Stored items

++++++

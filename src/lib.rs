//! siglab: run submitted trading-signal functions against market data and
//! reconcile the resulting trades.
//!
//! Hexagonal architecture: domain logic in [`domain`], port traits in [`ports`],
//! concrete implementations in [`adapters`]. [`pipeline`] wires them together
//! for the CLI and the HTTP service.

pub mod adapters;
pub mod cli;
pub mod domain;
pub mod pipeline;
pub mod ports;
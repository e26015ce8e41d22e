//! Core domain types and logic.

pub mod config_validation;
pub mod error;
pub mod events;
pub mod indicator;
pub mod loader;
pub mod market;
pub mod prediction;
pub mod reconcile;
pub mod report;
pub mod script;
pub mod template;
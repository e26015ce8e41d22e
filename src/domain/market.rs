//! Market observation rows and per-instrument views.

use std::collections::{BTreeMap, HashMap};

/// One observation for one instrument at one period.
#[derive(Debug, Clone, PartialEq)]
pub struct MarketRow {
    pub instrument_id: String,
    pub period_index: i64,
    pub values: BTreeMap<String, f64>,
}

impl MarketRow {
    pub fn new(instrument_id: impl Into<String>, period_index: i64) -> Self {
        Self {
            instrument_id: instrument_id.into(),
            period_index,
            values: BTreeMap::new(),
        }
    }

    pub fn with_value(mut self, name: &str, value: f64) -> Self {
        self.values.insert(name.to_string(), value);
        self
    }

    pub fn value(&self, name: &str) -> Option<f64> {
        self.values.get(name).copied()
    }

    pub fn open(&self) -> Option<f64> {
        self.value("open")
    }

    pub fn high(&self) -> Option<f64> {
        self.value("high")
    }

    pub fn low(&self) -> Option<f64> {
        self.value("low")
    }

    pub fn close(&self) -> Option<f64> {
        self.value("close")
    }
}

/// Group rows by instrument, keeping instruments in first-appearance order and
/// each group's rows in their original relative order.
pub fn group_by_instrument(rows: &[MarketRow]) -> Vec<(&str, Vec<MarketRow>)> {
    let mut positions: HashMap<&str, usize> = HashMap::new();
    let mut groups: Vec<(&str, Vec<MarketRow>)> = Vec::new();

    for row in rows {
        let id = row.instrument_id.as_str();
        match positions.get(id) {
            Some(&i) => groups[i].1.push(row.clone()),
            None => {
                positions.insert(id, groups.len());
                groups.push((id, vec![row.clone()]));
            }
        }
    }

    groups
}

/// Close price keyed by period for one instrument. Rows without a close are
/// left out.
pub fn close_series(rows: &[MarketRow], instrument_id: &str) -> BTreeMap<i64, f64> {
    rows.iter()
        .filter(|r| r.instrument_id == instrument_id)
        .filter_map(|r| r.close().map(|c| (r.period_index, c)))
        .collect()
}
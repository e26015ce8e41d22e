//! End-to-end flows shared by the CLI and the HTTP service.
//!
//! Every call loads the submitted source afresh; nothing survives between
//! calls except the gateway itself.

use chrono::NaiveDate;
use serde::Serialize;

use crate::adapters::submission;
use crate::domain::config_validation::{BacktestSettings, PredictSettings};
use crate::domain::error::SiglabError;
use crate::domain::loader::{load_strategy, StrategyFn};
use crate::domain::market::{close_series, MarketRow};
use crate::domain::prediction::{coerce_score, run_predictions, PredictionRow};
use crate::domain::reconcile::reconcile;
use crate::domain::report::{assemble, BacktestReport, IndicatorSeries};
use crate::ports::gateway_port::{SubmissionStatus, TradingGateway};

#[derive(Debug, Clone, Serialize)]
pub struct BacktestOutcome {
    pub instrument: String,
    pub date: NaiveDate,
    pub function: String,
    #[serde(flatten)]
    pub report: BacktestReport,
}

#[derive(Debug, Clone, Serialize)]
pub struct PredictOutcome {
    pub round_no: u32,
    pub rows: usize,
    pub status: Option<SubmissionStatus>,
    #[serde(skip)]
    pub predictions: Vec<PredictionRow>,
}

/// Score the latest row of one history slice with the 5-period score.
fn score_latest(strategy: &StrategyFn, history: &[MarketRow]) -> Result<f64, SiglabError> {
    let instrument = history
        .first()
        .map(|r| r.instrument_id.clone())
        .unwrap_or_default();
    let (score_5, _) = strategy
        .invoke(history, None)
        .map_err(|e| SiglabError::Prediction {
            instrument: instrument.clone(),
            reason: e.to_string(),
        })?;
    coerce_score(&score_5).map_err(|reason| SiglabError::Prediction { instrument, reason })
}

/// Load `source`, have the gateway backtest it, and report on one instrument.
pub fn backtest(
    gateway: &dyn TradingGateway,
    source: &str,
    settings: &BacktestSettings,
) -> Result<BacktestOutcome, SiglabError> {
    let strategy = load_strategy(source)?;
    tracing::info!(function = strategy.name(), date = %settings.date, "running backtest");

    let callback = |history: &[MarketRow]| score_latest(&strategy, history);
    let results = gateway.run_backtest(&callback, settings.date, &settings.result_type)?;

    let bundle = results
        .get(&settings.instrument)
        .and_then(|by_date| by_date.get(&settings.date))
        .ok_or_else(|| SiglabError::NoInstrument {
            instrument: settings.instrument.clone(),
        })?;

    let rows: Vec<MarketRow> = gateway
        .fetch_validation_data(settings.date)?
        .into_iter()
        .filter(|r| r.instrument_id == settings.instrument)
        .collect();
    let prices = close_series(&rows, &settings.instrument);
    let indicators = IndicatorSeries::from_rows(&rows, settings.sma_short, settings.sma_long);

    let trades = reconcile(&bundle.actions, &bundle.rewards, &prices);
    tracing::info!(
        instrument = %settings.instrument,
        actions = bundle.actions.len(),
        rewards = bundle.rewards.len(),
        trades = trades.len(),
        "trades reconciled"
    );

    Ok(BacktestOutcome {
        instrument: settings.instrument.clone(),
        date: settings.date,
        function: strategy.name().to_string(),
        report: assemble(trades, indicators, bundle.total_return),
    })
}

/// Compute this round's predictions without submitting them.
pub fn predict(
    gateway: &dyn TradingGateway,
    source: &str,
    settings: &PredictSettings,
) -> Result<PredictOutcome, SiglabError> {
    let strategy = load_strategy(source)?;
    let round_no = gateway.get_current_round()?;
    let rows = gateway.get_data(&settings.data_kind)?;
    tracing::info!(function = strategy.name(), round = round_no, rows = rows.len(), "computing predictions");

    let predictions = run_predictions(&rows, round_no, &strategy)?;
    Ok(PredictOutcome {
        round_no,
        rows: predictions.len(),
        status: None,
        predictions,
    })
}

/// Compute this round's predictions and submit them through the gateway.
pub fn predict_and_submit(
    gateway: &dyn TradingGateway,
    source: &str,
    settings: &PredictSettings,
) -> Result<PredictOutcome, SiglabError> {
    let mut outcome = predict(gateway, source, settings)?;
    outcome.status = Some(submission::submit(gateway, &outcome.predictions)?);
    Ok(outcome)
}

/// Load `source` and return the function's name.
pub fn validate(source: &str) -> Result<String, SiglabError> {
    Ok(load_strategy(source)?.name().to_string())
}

++++++

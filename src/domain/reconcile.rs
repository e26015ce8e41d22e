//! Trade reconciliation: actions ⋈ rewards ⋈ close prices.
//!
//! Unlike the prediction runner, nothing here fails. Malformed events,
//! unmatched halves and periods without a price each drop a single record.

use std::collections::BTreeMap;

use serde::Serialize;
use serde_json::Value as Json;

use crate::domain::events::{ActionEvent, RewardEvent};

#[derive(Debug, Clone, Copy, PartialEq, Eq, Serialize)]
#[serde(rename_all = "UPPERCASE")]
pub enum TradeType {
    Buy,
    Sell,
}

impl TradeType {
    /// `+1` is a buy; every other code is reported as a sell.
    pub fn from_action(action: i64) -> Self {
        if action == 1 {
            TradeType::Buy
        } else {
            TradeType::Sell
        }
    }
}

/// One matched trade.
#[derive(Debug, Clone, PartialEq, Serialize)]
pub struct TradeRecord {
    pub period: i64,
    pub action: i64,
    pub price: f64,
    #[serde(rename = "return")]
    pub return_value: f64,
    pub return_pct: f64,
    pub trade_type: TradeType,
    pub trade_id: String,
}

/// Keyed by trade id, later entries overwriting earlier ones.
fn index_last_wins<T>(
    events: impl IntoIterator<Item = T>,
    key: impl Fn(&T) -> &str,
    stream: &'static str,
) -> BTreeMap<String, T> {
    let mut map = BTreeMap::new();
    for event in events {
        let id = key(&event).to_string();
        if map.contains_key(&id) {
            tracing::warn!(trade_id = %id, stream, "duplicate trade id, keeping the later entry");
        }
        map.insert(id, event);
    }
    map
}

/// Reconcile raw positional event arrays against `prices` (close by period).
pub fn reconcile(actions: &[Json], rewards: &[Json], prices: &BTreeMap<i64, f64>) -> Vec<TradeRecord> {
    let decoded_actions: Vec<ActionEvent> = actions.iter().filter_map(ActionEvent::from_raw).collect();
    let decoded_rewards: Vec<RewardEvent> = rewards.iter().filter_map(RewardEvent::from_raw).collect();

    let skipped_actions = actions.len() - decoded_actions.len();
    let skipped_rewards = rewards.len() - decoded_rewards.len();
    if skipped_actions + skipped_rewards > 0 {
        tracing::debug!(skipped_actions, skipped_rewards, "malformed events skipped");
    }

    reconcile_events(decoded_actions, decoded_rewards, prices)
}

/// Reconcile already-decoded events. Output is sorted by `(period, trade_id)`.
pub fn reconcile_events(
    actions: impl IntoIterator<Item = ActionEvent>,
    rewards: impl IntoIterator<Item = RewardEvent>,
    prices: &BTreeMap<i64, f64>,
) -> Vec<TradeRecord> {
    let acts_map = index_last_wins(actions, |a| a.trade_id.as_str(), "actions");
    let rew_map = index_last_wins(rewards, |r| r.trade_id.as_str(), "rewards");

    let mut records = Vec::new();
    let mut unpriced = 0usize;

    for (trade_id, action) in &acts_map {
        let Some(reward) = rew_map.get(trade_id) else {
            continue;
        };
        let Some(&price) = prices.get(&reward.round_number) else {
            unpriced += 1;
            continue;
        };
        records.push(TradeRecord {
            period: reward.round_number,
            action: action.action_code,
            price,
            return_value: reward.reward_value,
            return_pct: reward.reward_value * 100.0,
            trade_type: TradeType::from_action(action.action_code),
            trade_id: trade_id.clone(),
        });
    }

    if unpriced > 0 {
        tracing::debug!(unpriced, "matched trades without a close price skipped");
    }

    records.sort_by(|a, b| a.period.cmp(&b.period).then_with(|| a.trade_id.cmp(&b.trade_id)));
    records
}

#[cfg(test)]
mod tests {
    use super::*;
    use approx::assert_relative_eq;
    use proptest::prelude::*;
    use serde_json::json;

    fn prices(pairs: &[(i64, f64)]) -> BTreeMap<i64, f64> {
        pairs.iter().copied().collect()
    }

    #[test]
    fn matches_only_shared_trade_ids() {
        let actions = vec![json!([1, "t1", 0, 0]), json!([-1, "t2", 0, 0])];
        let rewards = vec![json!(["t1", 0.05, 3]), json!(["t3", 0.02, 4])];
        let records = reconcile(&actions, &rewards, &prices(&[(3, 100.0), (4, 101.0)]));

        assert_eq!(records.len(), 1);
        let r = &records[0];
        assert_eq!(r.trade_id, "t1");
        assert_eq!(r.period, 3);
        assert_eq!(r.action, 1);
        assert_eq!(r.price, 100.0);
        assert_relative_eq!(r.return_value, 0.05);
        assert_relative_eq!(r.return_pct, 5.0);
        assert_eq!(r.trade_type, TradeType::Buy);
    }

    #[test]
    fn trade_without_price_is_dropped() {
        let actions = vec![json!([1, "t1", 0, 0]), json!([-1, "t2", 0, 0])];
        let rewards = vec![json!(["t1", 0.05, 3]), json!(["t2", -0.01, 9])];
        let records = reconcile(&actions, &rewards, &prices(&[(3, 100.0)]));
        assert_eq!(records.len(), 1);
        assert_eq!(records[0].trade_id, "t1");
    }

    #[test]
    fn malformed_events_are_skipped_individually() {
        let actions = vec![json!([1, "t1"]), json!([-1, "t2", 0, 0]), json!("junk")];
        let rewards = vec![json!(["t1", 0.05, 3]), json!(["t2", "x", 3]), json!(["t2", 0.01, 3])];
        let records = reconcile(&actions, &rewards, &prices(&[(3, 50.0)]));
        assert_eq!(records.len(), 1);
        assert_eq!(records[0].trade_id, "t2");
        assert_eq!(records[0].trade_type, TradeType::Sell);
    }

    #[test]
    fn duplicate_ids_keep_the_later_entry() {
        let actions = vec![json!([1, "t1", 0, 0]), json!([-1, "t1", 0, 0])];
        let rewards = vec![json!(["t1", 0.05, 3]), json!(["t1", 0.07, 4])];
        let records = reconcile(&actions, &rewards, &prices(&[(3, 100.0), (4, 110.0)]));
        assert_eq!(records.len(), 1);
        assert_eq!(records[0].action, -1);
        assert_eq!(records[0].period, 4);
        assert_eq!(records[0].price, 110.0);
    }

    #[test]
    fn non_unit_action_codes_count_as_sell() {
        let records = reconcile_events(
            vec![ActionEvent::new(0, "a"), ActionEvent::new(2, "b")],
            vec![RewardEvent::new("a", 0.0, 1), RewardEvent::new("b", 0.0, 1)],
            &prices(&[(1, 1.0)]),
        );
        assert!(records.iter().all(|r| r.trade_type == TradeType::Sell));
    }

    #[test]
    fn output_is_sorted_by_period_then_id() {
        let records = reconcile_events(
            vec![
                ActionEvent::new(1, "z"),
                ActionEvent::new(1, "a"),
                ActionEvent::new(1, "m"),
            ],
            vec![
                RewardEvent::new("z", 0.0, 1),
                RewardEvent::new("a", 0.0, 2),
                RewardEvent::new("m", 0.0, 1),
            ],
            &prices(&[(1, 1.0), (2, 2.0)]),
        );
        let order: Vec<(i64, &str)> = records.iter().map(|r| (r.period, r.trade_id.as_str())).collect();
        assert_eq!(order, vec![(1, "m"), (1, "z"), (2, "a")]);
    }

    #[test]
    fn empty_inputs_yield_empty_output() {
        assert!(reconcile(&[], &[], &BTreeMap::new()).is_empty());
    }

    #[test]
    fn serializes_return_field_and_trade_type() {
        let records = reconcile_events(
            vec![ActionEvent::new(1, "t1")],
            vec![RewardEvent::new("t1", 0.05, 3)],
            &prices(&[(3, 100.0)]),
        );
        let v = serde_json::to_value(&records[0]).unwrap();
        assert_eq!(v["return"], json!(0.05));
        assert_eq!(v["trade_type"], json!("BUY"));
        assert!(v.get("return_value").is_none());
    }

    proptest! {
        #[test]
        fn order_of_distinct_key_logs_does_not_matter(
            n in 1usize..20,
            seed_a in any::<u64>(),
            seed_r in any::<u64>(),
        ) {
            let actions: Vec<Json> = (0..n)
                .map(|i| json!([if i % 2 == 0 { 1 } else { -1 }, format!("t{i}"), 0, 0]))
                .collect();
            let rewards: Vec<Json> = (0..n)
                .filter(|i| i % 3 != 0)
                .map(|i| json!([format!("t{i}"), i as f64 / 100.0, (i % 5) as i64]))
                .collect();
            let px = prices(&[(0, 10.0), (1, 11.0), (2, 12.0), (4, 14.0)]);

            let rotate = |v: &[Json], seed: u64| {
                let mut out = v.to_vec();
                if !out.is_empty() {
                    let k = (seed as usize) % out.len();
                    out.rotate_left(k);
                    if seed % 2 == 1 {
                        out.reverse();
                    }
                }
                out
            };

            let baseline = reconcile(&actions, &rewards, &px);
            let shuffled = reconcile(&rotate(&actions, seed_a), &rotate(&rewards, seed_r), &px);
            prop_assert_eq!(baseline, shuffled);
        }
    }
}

++++++

▶ Problem description
Each line of the entries where the string "filename" occurs should be shown.

▶ Solved problem
filename src/lib.rs
filename src/domain/market.rs
filename src/domain/reconcile.rs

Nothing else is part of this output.